Expression of Fpn(D157G)-GFP in cells led to low levels of cellular Fpn8 (Figure 1A). In contrast, wild-type Fpn-GFP expressed using the same promoter resulted in high levels of cell-surface Fpn-GFP. We previously showed silencing of epsin inhibits hepcidin-mediated Fpn-GFP internalization.6 In cells silenced for epsin, Fpn(D157G)-GFP accumulated at the cell surface. This result indicates that the low level of Fpn(D157G) seen previously was the result of increased degradation rather than impaired synthesis. Hepcidin-mediated internalization of Fpn requires the phosphorylation of either of 2 adjacent tyrosines (Y302 or Y303) on a cytosolic loop of cell-surface Fpn.6 Mutagenesis of tyrosines 302 and 303 to phenylalanines resulted in Fpn(D157G) accumulation at the plasma membrane (Figure 1B). These data suggest that the same residues Y302 and Y303 of Fpn might be phosphorylated in the D157G Fpn mutant in the absence of hepcidin. As shown in Figure 1C (panel 1), Fpn(D157G) is phosphorylated in the absence of hepcidin. We demonstrated that hepcidin binding to Fpn led to the binding and activation of the protein kinase Jak2, which was required for phosphorylation of Fpn.5 Jak2 is not bound to wild-type Fpn-GFP in the absence of hepcidin. In contrast, Jak2 was bound to cell-surface Fpn(D157G)-GFP in the absence of hepcidin and was still bound when the Y302F and Y303F were mutated in Fpn(D157G) (Figure 1C panel 2). Phosphorylated Fpn was not detected in the immunoprecipitation containing Fpn(D157G) with the Y302F-Y303F mutations even if Jak2 was bound to Fpn.
The hepcidin-independent binding of Jak2 by Fpn(D157G) suggests that Jak2 might be responsible for the constitutive degradation of Fpn(D157G). To determine whether Jak2 is required for hepcidin-independent Fpn(D157G)-GFP phosphorylation, we utsed a human fibrosarcoma cell line (γ2A) that does not express Jak2 mRNA or protein.5 Transfection of Fpn(D157G)-GFP into these cells resulted in the accumulation of Fpn on the cell surface, while no such accumulation was seen in the wild-type parental cell line (2C4; Figure 1D).

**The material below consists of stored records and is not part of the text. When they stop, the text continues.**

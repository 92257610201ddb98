// SPDX-FileCopyrightText: 2026 Upkeep Contributors
// SPDX-License-Identifier: MIT OR Apache-2.0

//! Post-deserialization validation for configuration values.
//!
//! Validates semantic constraints that cannot be expressed via serde
//! attributes, such as valid bind addresses and well-formed credential
//! digests.

use thiserror::Error;

use crate::model::UpkeepConfig;

/// A single configuration validation failure.
#[derive(Debug, Error)]
pub enum ConfigError {
    #[error("{message}")]
    Validation { message: String },

    #[error("failed to parse configuration: {message}")]
    Parse { message: String },
}

/// Validate a deserialized configuration for semantic correctness.
///
/// Returns `Ok(())` if all validations pass, or `Err(Vec<ConfigError>)` with
/// all collected validation errors (does not fail fast).
pub fn validate_config(config: &UpkeepConfig) -> Result<(), Vec<ConfigError>> {
    let mut errors = Vec::new();

    let host = config.server.host.trim();
    if host.is_empty() {
        errors.push(ConfigError::Validation {
            message: "server.host must not be empty".to_string(),
        });
    } else {
        let is_valid_ip = host.parse::<std::net::IpAddr>().is_ok();
        let is_valid_hostname = host
            .chars()
            .all(|c| c.is_alphanumeric() || c == '.' || c == '-' || c == ':');
        if !is_valid_ip && !is_valid_hostname {
            errors.push(ConfigError::Validation {
                message: format!("server.host `{host}` is not a valid IP address or hostname"),
            });
        }
    }

    if config.storage.database_path.trim().is_empty() {
        errors.push(ConfigError::Validation {
            message: "storage.database_path must not be empty".to_string(),
        });
    }

    if let Some(digest) = &config.admin.credential_sha256 {
        let digest = digest.trim();
        let is_hex_digest = digest.len() == 64 && digest.chars().all(|c| c.is_ascii_hexdigit());
        if !is_hex_digest {
            errors.push(ConfigError::Validation {
                message: "admin.credential_sha256 must be a 64-character hex SHA-256 digest"
                    .to_string(),
            });
        }
    }

    if errors.is_empty() { Ok(()) } else { Err(errors) }
}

Clinical reports of patients expressing Fpn(D157G) indicated high levels of ferritin and normal to modestly increased transferrin saturation.10 A report of a pedigree with a Fpn(D157N) mutation showed that the probands had high serum ferritin and normal to increased serum iron levels.11 Based on the low surface expression of Fpn(D157G)-GFP, we predicted that patients would show the macrophage form of ferroportin disease with macrophage iron loading and low serum transferrin saturation. We reported that human or mouse mutant Fpn, which leads to macrophage iron retention, expressed in zebrafish, resulted in impaired iron delivery to erythrocyte precursors affecting red cell hemoglobinization.9 To test whether Fpn(D157G)-GFP is dominant, we injected mouse pCMVFpn(D157G) into wild-type zebrafish embryos and examined its effects on embryonic development. Expression of wild-type Fpn-GFP in zebrafish embryos resulted in normal development (Figure 2A). Expression of Fpn(D157G)-GFP in zebrafish embryos resulted in severe developmental abnormalities, giving rise to high mortality. As shown in Figure 2B, a large yolk fills most of the center of the image and the embryo itself arcs along the dorsal side, stretching from the head to the tailbud. This phenotype was rescued by coinjection of iron (Figure 2C). Coinjection of iron-dextran did not alter Fpn(D157G)-GFP levels (Figure 2D). These results suggest that the increased mortality was due to decreased iron export from yolk sac to embryo. Because zebrafish have endogenous Fpn, this result indicates that Fpn(D157G) affects the ability of wild-type zebrafish Fpn to function properly.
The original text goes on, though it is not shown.